**Your task:** Scan the data below for the string "KnowledgeBase". Copy every line where it appears.

**Material for the task:**
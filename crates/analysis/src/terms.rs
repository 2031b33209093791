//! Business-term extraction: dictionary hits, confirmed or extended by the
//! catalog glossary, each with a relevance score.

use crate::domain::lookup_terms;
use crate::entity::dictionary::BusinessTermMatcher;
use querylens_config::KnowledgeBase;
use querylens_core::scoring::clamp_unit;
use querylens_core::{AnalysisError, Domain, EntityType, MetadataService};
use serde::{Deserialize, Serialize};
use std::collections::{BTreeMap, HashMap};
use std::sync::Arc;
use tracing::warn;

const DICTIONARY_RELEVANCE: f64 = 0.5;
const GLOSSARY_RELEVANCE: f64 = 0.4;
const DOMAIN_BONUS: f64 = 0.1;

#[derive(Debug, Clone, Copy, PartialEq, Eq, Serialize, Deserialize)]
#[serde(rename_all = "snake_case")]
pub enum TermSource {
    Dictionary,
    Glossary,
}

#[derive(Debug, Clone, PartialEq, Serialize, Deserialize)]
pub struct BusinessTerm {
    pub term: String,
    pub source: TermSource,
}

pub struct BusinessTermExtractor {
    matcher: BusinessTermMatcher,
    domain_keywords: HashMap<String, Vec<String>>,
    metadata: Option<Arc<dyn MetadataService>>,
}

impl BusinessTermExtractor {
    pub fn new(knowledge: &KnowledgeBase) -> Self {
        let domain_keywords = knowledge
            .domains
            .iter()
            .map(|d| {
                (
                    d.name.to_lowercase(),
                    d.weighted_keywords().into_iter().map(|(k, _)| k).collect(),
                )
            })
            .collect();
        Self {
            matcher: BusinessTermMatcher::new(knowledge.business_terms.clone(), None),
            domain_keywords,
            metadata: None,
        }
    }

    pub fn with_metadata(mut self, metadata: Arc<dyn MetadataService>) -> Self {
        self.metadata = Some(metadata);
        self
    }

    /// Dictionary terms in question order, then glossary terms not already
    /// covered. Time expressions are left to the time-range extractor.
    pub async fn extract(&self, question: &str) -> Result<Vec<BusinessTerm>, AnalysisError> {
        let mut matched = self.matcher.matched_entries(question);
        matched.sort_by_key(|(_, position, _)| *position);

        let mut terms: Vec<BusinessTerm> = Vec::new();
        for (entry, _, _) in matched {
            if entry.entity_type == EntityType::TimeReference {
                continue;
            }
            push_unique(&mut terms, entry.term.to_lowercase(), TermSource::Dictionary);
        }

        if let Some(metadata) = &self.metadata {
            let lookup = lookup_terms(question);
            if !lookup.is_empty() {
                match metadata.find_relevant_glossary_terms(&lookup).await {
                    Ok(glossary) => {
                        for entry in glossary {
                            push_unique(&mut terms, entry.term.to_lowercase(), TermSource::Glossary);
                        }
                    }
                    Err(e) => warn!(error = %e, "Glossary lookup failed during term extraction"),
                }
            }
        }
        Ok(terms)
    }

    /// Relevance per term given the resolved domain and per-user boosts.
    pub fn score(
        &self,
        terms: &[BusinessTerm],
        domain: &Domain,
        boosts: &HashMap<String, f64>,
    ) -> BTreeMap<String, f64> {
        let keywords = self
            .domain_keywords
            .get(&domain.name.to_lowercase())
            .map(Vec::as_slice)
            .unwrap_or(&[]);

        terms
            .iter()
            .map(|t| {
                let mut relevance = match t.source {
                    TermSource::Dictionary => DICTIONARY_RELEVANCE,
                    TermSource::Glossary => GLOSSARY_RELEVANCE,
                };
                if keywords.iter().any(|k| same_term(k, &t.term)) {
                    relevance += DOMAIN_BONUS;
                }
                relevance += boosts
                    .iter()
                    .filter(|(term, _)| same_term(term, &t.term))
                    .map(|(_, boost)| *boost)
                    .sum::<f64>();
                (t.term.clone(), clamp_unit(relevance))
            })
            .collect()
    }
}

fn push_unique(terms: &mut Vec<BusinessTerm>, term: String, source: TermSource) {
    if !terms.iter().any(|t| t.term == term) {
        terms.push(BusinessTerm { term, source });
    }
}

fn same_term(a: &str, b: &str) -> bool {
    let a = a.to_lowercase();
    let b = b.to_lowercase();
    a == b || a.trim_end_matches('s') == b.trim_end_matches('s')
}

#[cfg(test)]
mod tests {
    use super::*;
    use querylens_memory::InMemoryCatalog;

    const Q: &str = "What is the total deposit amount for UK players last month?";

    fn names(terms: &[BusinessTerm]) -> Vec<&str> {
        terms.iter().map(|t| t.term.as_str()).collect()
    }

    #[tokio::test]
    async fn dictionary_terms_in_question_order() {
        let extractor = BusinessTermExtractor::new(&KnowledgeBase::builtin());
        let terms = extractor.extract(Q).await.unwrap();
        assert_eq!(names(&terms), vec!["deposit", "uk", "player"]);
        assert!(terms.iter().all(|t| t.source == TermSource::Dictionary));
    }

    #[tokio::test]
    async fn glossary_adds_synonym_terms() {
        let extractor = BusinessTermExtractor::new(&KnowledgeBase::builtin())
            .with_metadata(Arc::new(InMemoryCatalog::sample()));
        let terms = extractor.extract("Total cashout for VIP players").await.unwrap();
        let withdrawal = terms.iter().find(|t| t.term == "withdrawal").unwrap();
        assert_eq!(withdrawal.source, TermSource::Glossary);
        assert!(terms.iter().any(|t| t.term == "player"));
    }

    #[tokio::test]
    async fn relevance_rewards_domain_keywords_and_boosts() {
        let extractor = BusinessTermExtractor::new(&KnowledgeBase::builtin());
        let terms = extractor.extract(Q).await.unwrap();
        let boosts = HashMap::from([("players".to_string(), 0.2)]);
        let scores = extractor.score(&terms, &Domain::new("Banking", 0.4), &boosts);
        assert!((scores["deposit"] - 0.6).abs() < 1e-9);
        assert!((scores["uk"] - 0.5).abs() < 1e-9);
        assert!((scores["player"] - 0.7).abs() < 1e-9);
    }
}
* * *
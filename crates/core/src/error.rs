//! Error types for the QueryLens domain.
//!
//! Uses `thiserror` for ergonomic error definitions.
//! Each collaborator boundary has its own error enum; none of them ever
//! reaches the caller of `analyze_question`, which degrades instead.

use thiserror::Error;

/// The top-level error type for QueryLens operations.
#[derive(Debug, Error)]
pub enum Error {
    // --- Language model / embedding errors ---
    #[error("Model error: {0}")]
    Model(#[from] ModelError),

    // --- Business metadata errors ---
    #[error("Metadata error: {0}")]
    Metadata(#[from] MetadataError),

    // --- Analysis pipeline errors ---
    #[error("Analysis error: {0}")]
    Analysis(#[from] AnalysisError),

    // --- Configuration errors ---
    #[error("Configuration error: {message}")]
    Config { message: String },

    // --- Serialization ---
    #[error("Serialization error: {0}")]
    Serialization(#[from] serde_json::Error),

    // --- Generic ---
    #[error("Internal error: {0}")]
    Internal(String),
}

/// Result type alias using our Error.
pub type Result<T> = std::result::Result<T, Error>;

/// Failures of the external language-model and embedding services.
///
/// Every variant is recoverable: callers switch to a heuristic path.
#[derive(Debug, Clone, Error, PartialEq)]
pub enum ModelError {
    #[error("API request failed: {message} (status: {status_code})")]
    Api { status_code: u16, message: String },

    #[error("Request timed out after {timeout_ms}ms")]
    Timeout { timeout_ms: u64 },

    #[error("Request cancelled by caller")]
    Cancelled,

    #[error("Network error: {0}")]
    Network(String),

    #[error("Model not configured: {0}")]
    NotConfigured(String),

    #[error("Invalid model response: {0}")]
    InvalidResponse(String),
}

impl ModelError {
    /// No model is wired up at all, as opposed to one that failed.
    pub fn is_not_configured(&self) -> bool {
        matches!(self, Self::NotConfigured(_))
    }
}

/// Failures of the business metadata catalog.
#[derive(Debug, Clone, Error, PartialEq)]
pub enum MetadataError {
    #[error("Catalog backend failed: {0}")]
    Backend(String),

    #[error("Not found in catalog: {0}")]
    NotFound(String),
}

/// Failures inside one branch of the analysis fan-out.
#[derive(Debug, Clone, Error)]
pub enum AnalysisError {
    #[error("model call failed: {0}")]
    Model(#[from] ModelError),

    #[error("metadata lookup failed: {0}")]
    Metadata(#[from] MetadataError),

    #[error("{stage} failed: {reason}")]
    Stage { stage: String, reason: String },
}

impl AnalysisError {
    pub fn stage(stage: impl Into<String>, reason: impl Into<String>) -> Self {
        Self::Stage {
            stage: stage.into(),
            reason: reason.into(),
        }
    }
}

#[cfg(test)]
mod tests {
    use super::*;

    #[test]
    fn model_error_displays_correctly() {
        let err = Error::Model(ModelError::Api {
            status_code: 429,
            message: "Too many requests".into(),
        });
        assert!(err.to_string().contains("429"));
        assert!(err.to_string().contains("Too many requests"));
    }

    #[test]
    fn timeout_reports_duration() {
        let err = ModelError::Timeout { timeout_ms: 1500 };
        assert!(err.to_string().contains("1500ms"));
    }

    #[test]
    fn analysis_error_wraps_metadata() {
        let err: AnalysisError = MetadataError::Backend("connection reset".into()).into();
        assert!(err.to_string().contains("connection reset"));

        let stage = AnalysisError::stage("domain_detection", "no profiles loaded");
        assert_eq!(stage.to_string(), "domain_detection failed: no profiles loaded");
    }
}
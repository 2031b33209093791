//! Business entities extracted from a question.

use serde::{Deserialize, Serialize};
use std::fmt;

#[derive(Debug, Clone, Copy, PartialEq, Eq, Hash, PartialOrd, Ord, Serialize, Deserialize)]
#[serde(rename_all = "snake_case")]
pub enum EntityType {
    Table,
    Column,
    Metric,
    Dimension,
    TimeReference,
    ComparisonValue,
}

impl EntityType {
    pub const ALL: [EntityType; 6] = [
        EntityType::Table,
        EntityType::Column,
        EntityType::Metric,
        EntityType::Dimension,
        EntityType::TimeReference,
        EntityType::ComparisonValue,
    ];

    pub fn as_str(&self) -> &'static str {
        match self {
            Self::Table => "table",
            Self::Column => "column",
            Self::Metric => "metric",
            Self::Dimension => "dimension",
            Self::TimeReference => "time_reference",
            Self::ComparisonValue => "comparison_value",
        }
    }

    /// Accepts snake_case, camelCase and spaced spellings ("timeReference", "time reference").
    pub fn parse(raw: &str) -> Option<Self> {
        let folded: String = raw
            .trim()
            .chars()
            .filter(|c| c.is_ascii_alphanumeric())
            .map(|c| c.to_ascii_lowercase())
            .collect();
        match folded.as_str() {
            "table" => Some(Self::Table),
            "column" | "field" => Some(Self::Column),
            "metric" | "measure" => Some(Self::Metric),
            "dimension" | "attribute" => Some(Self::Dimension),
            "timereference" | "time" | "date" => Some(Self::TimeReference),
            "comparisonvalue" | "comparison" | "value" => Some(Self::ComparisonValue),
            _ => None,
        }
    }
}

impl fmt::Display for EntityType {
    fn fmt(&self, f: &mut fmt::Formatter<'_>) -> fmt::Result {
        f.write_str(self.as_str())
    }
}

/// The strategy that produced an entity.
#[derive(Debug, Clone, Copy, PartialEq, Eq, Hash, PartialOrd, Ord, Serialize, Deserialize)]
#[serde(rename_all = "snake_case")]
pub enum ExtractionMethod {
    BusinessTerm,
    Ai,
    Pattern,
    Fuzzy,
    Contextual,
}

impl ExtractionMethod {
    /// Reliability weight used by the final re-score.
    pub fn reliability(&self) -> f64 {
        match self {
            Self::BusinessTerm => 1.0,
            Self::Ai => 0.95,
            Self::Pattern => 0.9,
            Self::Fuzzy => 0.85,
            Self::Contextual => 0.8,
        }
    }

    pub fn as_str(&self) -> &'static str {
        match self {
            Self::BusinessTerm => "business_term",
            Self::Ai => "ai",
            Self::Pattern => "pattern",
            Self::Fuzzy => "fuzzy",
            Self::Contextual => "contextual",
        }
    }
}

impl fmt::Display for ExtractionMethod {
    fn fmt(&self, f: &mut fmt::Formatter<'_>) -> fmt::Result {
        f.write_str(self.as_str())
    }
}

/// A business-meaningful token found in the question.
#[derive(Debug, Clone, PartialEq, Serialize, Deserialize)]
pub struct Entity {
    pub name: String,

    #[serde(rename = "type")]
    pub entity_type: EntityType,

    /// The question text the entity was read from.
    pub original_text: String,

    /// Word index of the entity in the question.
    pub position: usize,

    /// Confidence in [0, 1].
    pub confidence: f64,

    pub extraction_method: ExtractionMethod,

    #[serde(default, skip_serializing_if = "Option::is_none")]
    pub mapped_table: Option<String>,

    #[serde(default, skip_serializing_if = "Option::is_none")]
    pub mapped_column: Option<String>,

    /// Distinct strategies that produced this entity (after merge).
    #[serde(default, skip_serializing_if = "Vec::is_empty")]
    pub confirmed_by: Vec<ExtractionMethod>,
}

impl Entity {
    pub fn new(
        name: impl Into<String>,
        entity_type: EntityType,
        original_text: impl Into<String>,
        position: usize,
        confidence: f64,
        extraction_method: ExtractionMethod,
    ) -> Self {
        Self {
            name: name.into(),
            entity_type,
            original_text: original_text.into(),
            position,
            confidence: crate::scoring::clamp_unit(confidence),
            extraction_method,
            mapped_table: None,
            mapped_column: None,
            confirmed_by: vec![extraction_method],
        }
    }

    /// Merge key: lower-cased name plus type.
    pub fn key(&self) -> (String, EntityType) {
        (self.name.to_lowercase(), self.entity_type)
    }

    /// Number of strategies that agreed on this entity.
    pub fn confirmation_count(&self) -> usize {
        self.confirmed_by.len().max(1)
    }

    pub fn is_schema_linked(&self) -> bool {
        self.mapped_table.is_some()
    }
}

**Exercise response:**
use querylens_config::KnowledgeBase;
    pub fn new(knowledge: &KnowledgeBase) -> Self {
        let extractor = BusinessTermExtractor::new(&KnowledgeBase::builtin());
        let extractor = BusinessTermExtractor::new(&KnowledgeBase::builtin())
        let extractor = BusinessTermExtractor::new(&KnowledgeBase::builtin());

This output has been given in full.